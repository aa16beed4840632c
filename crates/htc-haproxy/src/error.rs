//! Parser and transform errors

/// Result type alias for this crate.
pub type Result<T> = std::result::Result<T, Error>;

/// Errors produced while parsing or transforming configuration.
#[derive(Debug, thiserror::Error)]
pub enum Error {
    /// The configuration text could not be parsed.
    #[error(transparent)]
    Parse(#[from] ParseError),

    /// A model could not be converted to the Dataplane API JSON shape.
    /// This is a signal for the raw-push fallback, not a crash.
    #[error("cannot transform {source_type} into {target_type}")]
    Transform {
        /// Rust type being serialized
        source_type: &'static str,
        /// API model it was aimed at
        target_type: &'static str,
    },

    #[error("JSON error: {0}")]
    Json(#[from] serde_json::Error),
}

/// A syntax error with the offending line.
#[derive(Debug, thiserror::Error)]
#[error("parse error at line {line}: {message}")]
pub struct ParseError {
    /// 1-based line number in the configuration text
    pub line: usize,
    /// What the parser objected to
    pub message: String,
}

impl ParseError {
    pub(crate) fn new(line: usize, message: impl Into<String>) -> Self {
        Self { line, message: message.into() }
    }
}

-*-

◆ TASK ITEM ◆
Transcribe each record exactly as it is written above.

◆ EXERCISE OUTPUT ◆
repository aa16beed4840632c
filename crates/htc-haproxy/src/error.rs
//! Parser and transform errors

/// Result type alias for this crate.
pub type Result<T> = std::result::Result<T, Error>;

/// Errors produced while parsing or transforming configuration.
#[derive(Debug, thiserror::Error)]
pub enum Error {
    /// The configuration text could not be parsed.
    #[error(transparent)]
    Parse(#[from] ParseError),

    /// A model could not be converted to the Dataplane API JSON shape.
    /// This is a signal for the raw-push fallback, not a crash.
    #[error("cannot transform {source_type} into {target_type}")]
    Transform {
        /// Rust type being serialized
        source_type: &'static str,
        /// API model it was aimed at
        target_type: &'static str,
    },

    #[error("JSON error: {0}")]
    Json(#[from] serde_json::Error),
}

/// A syntax error with the offending line.
#[derive(Debug, thiserror::Error)]
#[error("parse error at line {line}: {message}")]
pub struct ParseError {
    /// 1-based line number in the configuration text
    pub line: usize,
    /// What the parser objected to
    pub message: String,
}

impl ParseError {
    pub(crate) fn new(line: usize, message: impl Into<String>) -> Self {
        Self { line, message: message.into() }
    }
}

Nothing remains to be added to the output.